/---

use std::{io, path::PathBuf};

use rust_decimal::Decimal;
use thiserror::Error;

/// Rejected record or ledger input. Aborts only the operation that raised it.
#[derive(Debug, Clone, PartialEq, Eq, Error)]
pub enum ValidationError {
    #[error("amount must be positive, got {0}")]
    NonPositiveAmount(Decimal),
    #[error("amount {0} exceeds the maximum of 1000000000000.00")]
    AmountTooLarge(Decimal),
    #[error("description cannot be empty")]
    EmptyDescription,
    #[error("ledger name cannot be empty")]
    EmptyName,
    #[error("unknown transaction kind `{0}`, expected INCOME or EXPENSE")]
    UnknownKind(String),
    #[error("{field} can only be set on {expected} records")]
    KindMismatch {
        field: &'static str,
        expected: &'static str,
    },
}

/// Failure to decode a single persisted log line.
#[derive(Debug, Clone, PartialEq, Eq, Error)]
pub enum ParseError {
    #[error("expected 6 or 7 fields, found {0}")]
    FieldCount(usize),
    #[error("invalid id `{0}`")]
    InvalidId(String),
    #[error("invalid amount `{0}`")]
    InvalidAmount(String),
    #[error("invalid date `{0}`, expected yyyy-MM-dd")]
    InvalidDate(String),
    #[error("unknown transaction kind `{0}`")]
    UnknownKind(String),
    #[error("invalid essential flag `{0}`, expected true or false")]
    InvalidFlag(String),
    #[error("invalid record: {0}")]
    Invalid(#[from] ValidationError),
    #[error("duplicate id {0}")]
    DuplicateId(u64),
}

/// I/O failure against the transaction log or its backup.
#[derive(Debug, Error)]
pub enum DataFileError {
    #[error("failed to write temporary file `{}`: {source}", .path.display())]
    WriteTemp {
        path: PathBuf,
        #[source]
        source: io::Error,
    },
    #[error("failed to replace `{}`: {source}", .path.display())]
    Replace {
        path: PathBuf,
        #[source]
        source: io::Error,
    },
    #[error("failed to read `{}`: {source}", .path.display())]
    Read {
        path: PathBuf,
        #[source]
        source: io::Error,
    },
    #[error("backup file `{}` not found", .0.display())]
    BackupMissing(PathBuf),
    #[error("failed to restore from `{}`: {source}", .path.display())]
    Restore {
        path: PathBuf,
        #[source]
        source: io::Error,
    },
}

#[derive(Debug, Error)]
pub enum ConfigError {
    #[error("I/O error: {0}")]
    Io(#[from] io::Error),
    #[error("Serialization error: {0}")]
    Serde(String),
}

impl From<serde_json::Error> for ConfigError {
    fn from(err: serde_json::Error) -> Self {
        ConfigError::Serde(err.to_string())
    }
}

/// Error type returned by ledger operations.
#[derive(Debug, Error)]
pub enum LedgerError {
    #[error("Invalid transaction: {0}")]
    Validation(#[from] ValidationError),
    #[error("Insufficient funds: requested {requested:.2}, available {available:.2}")]
    InsufficientFunds {
        requested: Decimal,
        available: Decimal,
    },
    #[error("Data file error: {0}")]
    DataFile(#[from] DataFileError),
    /// The record was committed in memory but the log could not be written.
    #[error("Transaction {id} recorded but not saved: {source}")]
    Unsaved {
        id: u64,
        #[source]
        source: DataFileError,
    },
    #[error("Configuration error: {0}")]
    Config(#[from] ConfigError),
    #[error("Arithmetic overflow while computing {0}")]
    Overflow(&'static str),
}

pub type Result<T> = std::result::Result<T, LedgerError>;
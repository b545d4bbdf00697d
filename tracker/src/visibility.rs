//! Visibility monitor for feed item nodes.
//!
//! Computes viewport intersection transitions for registered items from the
//! layout the renderer reports. Two rules match the browser observer the feed
//! view was built around:
//!
//! - The threshold is zero: an item counts as intersecting while any part of
//!   it overlaps the observed area, and the "exit" transition fires the moment
//!   it fully leaves.
//! - The observed area is the container's viewport inset at the top edge only
//!   (100px by default), so items exit slightly before reaching the literal
//!   top of the visible area and sticky headers never hide a transition.
//!
//! Every registration reports the node's initial state, like a native
//! observer's first callback. After that only changes are reported.
//! [`visible`](VisibilityMonitor::visible) re-reports the nodes currently in
//! view, which is what a native observer does when it is re-attached.

use std::collections::HashMap;

use tracing::{debug, trace};

use crate::types::{Container, ItemId, NodeRect, VisibilityEvent};

/// Default top inset of the observed viewport, in pixels.
pub const DEFAULT_TOP_MARGIN_PX: f64 = 100.0;

#[derive(Debug)]
pub struct VisibilityMonitor {
    top_margin: f64,
    container: Container,
    observed: HashMap<ItemId, ObservedNode>,
}

/// Last known geometry and reported state of an observed node.
#[derive(Debug, Clone, Copy)]
struct ObservedNode {
    rect: NodeRect,
    intersecting: bool,
}

impl VisibilityMonitor {
    #[must_use]
    pub fn new(top_margin: f64) -> Self {
        Self {
            top_margin,
            container: Container::default(),
            observed: HashMap::new(),
        }
    }

    /// Updates the container geometry used for intersection checks.
    ///
    /// Transitions caused by the new geometry are reported on the next
    /// [`reposition`](Self::reposition) of each item.
    pub fn set_container(&mut self, container: Container) {
        self.container = container;
    }

    /// Registers a node for observation.
    ///
    /// A missing node is a no-op: the item simply never gets tracked.
    /// Re-registering an observed item behaves like a reposition.
    pub fn observe(&mut self, id: ItemId, node: Option<NodeRect>) -> Option<VisibilityEvent> {
        let Some(rect) = node else {
            debug!(id = %id, "No node for item, skipping registration");
            return None;
        };

        if self.observed.contains_key(&id) {
            return self.reposition(&id, rect);
        }

        let intersecting = self.intersects(&rect);
        trace!(id = %id, intersecting, "Observing item");
        self.observed.insert(id.clone(), ObservedNode { rect, intersecting });

        Some(VisibilityEvent {
            id,
            is_intersecting: intersecting,
            bounding_top: rect.top,
        })
    }

    /// Reports a new position for an observed item.
    ///
    /// Returns an event only if the intersection state changed.
    pub fn reposition(&mut self, id: &ItemId, rect: NodeRect) -> Option<VisibilityEvent> {
        let intersecting = self.intersects(&rect);
        let node = self.observed.get_mut(id)?;
        node.rect = rect;

        if node.intersecting == intersecting {
            return None;
        }
        node.intersecting = intersecting;

        Some(VisibilityEvent {
            id: id.clone(),
            is_intersecting: intersecting,
            bounding_top: rect.top,
        })
    }

    /// Stops observing an item. Returns true if it was observed.
    pub fn unobserve(&mut self, id: &ItemId) -> bool {
        self.observed.remove(id).is_some()
    }

    /// Stops observing everything.
    pub fn disconnect(&mut self) {
        if !self.observed.is_empty() {
            debug!(observed = self.observed.len(), "Disconnecting visibility monitor");
        }
        self.observed.clear();
    }

    /// Entry events for every observed node currently in view, ordered top
    /// to bottom.
    #[must_use]
    pub fn visible(&self) -> Vec<VisibilityEvent> {
        let mut visible: Vec<VisibilityEvent> = self
            .observed
            .iter()
            .filter(|(_, node)| node.intersecting)
            .map(|(id, node)| VisibilityEvent::entered(id.clone(), node.rect.top))
            .collect();
        visible.sort_by(|a, b| a.bounding_top.total_cmp(&b.bounding_top));
        visible
    }

    #[must_use]
    pub fn is_observed(&self, id: &ItemId) -> bool {
        self.observed.contains_key(id)
    }

    #[must_use]
    pub fn observed_count(&self) -> usize {
        self.observed.len()
    }

    fn intersects(&self, rect: &NodeRect) -> bool {
        let area_top = self.container.viewport_top + self.top_margin;
        let area_bottom = self.container.viewport_bottom();
        rect.bottom() > area_top && rect.top < area_bottom
    }
}

impl Default for VisibilityMonitor {
    fn default() -> Self {
        Self::new(DEFAULT_TOP_MARGIN_PX)
    }
}
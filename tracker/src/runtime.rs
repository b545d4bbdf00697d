//! Async driver for the read tracker.
//!
//! [`spawn`] moves a [`ReadTracker`] onto a tokio task and returns a
//! [`TrackerHandle`] for feeding it host events. The task loop waits on three
//! things at once:
//!
//! 1. Commands from the handle (visibility, scroll, resize, list changes)
//! 2. Completions of spawned commit and stats requests
//! 3. The engine's next timer deadline
//!
//! After each wake-up it fires whatever timers are due. Batch commits and
//! stats refreshes run as separate tasks, so an in-flight request never holds
//! up event handling and new candidates keep queueing behind it.
//!
//! Notifications are sent without waiting. If the receiver falls behind, the
//! loop drops notifications rather than stalling event handling.
//!
//! Closing the handle disposes the engine and ends the loop. Requests still in
//! flight then complete into a closed channel and are ignored.

use std::sync::Arc;

use chrono::{DateTime, Utc};
use tokio::sync::mpsc;
use tokio::sync::mpsc::error::TrySendError;
use tokio::task::JoinHandle;
use tokio::time::{sleep_until, Instant};
use tracing::{debug, warn};

use crate::api::{ApiError, ContentApi};
use crate::config::TrackerSettings;
use crate::engine::{CommitBatch, CommitOutcome, ReadTracker};
use crate::error::{Result, TrackerError};
use crate::types::{ActivationTrigger, Container, ContentStats, Item, ItemId, NodeRect, VisibilityEvent};

/// Capacity of the command channel.
const COMMAND_CHANNEL_SIZE: usize = 256;

/// Host events forwarded to the tracker task.
#[derive(Debug, Clone)]
pub enum TrackerCommand {
    Mount { items: Vec<Item>, container: Container },
    ReplaceItems { items: Vec<Item>, container: Container },
    AppendItems(Vec<Item>),
    Register { id: ItemId, node: Option<NodeRect> },
    Unregister(ItemId),
    Layout(Vec<(ItemId, NodeRect)>),
    Visibility(VisibilityEvent),
    Scroll,
    Resize(Container),
    UpdateContainer(Container),
    Dispose,
}

/// Things the surrounding view may want to react to.
#[derive(Debug, Clone, PartialEq)]
pub enum TrackerNotification {
    /// Tracking became active.
    Activated(ActivationTrigger),
    /// A batch was confirmed and applied locally.
    Committed {
        ids: Vec<ItemId>,
        viewed_at: DateTime<Utc>,
    },
    /// A batch failed and will be retried.
    CommitFailed {
        ids: Vec<ItemId>,
        attempt: u32,
        retry_in_ms: u64,
    },
    /// Aggregate counts were refreshed after a commit.
    StatsRefreshed(ContentStats),
}

enum Completion {
    Commit(CommitBatch, std::result::Result<(), ApiError>),
    Stats(std::result::Result<ContentStats, ApiError>),
}

/// Handle to a running tracker task.
#[derive(Debug)]
pub struct TrackerHandle {
    commands: mpsc::Sender<TrackerCommand>,
    task: JoinHandle<()>,
}

impl TrackerHandle {
    /// Sends a command to the tracker task.
    ///
    /// # Errors
    ///
    /// Returns `TrackerError::Stopped` if the task has ended.
    pub async fn send(&self, command: TrackerCommand) -> Result<()> {
        self.commands
            .send(command)
            .await
            .map_err(|_| TrackerError::Stopped)
    }

    pub async fn mount(&self, items: Vec<Item>, container: Container) -> Result<()> {
        self.send(TrackerCommand::Mount { items, container }).await
    }

    pub async fn replace_items(&self, items: Vec<Item>, container: Container) -> Result<()> {
        self.send(TrackerCommand::ReplaceItems { items, container }).await
    }

    pub async fn append_items(&self, items: Vec<Item>) -> Result<()> {
        self.send(TrackerCommand::AppendItems(items)).await
    }

    pub async fn register(&self, id: ItemId, node: Option<NodeRect>) -> Result<()> {
        self.send(TrackerCommand::Register { id, node }).await
    }

    pub async fn layout(&self, nodes: Vec<(ItemId, NodeRect)>) -> Result<()> {
        self.send(TrackerCommand::Layout(nodes)).await
    }

    pub async fn visibility(&self, event: VisibilityEvent) -> Result<()> {
        self.send(TrackerCommand::Visibility(event)).await
    }

    pub async fn scroll(&self) -> Result<()> {
        self.send(TrackerCommand::Scroll).await
    }

    pub async fn resize(&self, container: Container) -> Result<()> {
        self.send(TrackerCommand::Resize(container)).await
    }

    pub async fn dispose(&self) -> Result<()> {
        self.send(TrackerCommand::Dispose).await
    }

    #[must_use]
    pub fn is_running(&self) -> bool {
        !self.task.is_finished()
    }

    /// Closes the command channel and waits for the task to finish.
    pub async fn shutdown(self) {
        drop(self.commands);
        if let Err(e) = self.task.await {
            warn!(error = %e, "Tracker task ended abnormally");
        }
    }
}

/// Spawns a tracker task using `api` for commits and stats.
#[must_use]
pub fn spawn<A: ContentApi>(
    settings: TrackerSettings,
    api: Arc<A>,
    notifications: mpsc::Sender<TrackerNotification>,
) -> TrackerHandle {
    let (commands, command_rx) = mpsc::channel(COMMAND_CHANNEL_SIZE);
    let tracker = ReadTracker::new(settings);

    let task = tokio::spawn(async move {
        run_tracker_loop(tracker, api, command_rx, notifications).await;
    });

    TrackerHandle { commands, task }
}

async fn run_tracker_loop<A: ContentApi>(
    mut tracker: ReadTracker,
    api: Arc<A>,
    mut commands: mpsc::Receiver<TrackerCommand>,
    notifications: mpsc::Sender<TrackerNotification>,
) {
    let (done_tx, mut done_rx) = mpsc::unbounded_channel::<Completion>();

    debug!("Starting tracker loop");

    loop {
        let deadline = tracker.next_deadline();

        tokio::select! {
            command = commands.recv() => {
                match command {
                    Some(command) => {
                        if let Some(trigger) = apply_command(&mut tracker, command) {
                            notify(&notifications, TrackerNotification::Activated(trigger));
                        }
                    }
                    None => {
                        debug!("Command channel closed, disposing tracker");
                        tracker.dispose();
                        break;
                    }
                }
            }

            Some(done) = done_rx.recv() => {
                handle_completion(&mut tracker, &api, &done_tx, &notifications, done);
            }

            _ = wait_until(deadline) => {}
        }

        let tick = tracker.tick();
        if let Some(trigger) = tick.activated {
            notify(&notifications, TrackerNotification::Activated(trigger));
        }
        if let Some(batch) = tick.batch {
            spawn_commit(&api, &done_tx, batch);
        }
    }

    debug!("Tracker loop terminated");
}

fn apply_command(tracker: &mut ReadTracker, command: TrackerCommand) -> Option<ActivationTrigger> {
    match command {
        TrackerCommand::Mount { items, container } => tracker.mount(items, container),
        TrackerCommand::ReplaceItems { items, container } => tracker.replace_items(items, container),
        TrackerCommand::AppendItems(items) => {
            tracker.append_items(items);
        }
        TrackerCommand::Register { id, node } => {
            tracker.register(id, node);
        }
        TrackerCommand::Unregister(id) => tracker.unregister(&id),
        TrackerCommand::Layout(nodes) => tracker.on_layout(&nodes),
        TrackerCommand::Visibility(event) => {
            tracker.on_visibility_change(event);
        }
        TrackerCommand::Scroll => return tracker.on_scroll(),
        TrackerCommand::Resize(container) => tracker.on_resize(container),
        TrackerCommand::UpdateContainer(container) => tracker.update_container(container),
        TrackerCommand::Dispose => tracker.dispose(),
    }
    None
}

fn handle_completion<A: ContentApi>(
    tracker: &mut ReadTracker,
    api: &Arc<A>,
    done_tx: &mpsc::UnboundedSender<Completion>,
    notifications: &mpsc::Sender<TrackerNotification>,
    done: Completion,
) {
    match done {
        Completion::Commit(batch, result) => match tracker.on_commit_result(batch, result) {
            CommitOutcome::Committed { ids, viewed_at } => {
                spawn_stats_refresh(api, done_tx);
                notify(notifications, TrackerNotification::Committed { ids, viewed_at });
            }
            CommitOutcome::Requeued { ids, retry } => {
                let retry_in_ms = u64::try_from(retry.retry_in.as_millis()).unwrap_or(u64::MAX);
                notify(
                    notifications,
                    TrackerNotification::CommitFailed {
                        ids,
                        attempt: retry.attempt,
                        retry_in_ms,
                    },
                );
            }
            CommitOutcome::Discarded(reason) => {
                debug!(reason = ?reason, "Commit result discarded");
            }
        },
        Completion::Stats(Ok(stats)) => {
            debug!(total = stats.total, unread = stats.unread, read = stats.read, "Stats refreshed");
            notify(notifications, TrackerNotification::StatsRefreshed(stats));
        }
        Completion::Stats(Err(e)) => {
            warn!(error = %e, "Stats refresh failed, keeping stale counts");
        }
    }
}

fn spawn_commit<A: ContentApi>(api: &Arc<A>, done_tx: &mpsc::UnboundedSender<Completion>, batch: CommitBatch) {
    let api = Arc::clone(api);
    let done_tx = done_tx.clone();
    tokio::spawn(async move {
        let result = api.mark_read(&batch.ids).await;
        // The loop may be gone by now; its result no longer matters then.
        let _ = done_tx.send(Completion::Commit(batch, result));
    });
}

fn spawn_stats_refresh<A: ContentApi>(api: &Arc<A>, done_tx: &mpsc::UnboundedSender<Completion>) {
    let api = Arc::clone(api);
    let done_tx = done_tx.clone();
    tokio::spawn(async move {
        let result = api.fetch_stats().await;
        let _ = done_tx.send(Completion::Stats(result));
    });
}

async fn wait_until(deadline: Option<Instant>) {
    match deadline {
        Some(deadline) => sleep_until(deadline).await,
        None => std::future::pending::<()>().await,
    }
}

fn notify(notifications: &mpsc::Sender<TrackerNotification>, notification: TrackerNotification) {
    match notifications.try_send(notification) {
        Ok(()) => {}
        Err(TrySendError::Full(dropped)) => {
            warn!(notification = ?dropped, "Notification receiver is full, dropping notification");
        }
        Err(TrySendError::Closed(_)) => {
            debug!("Notification receiver dropped");
        }
    }
}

\---

• **What is needed**
From the entries above, print the lines beginning at the one with "self.send(TrackerCommand::Visibility(event)).await" and stopping after the one with "drop(self.commands);", exactly as written and with nothing else.

• **Answer**
        self.send(TrackerCommand::Visibility(event)).await
    }

    pub async fn scroll(&self) -> Result<()> {
        self.send(TrackerCommand::Scroll).await
    }

    pub async fn resize(&self, container: Container) -> Result<()> {
        self.send(TrackerCommand::Resize(container)).await
    }

    pub async fn dispose(&self) -> Result<()> {
        self.send(TrackerCommand::Dispose).await
    }

    #[must_use]
    pub fn is_running(&self) -> bool {
        !self.task.is_finished()
    }

    /// Closes the command channel and waits for the task to finish.
    pub async fn shutdown(self) {
        drop(self.commands);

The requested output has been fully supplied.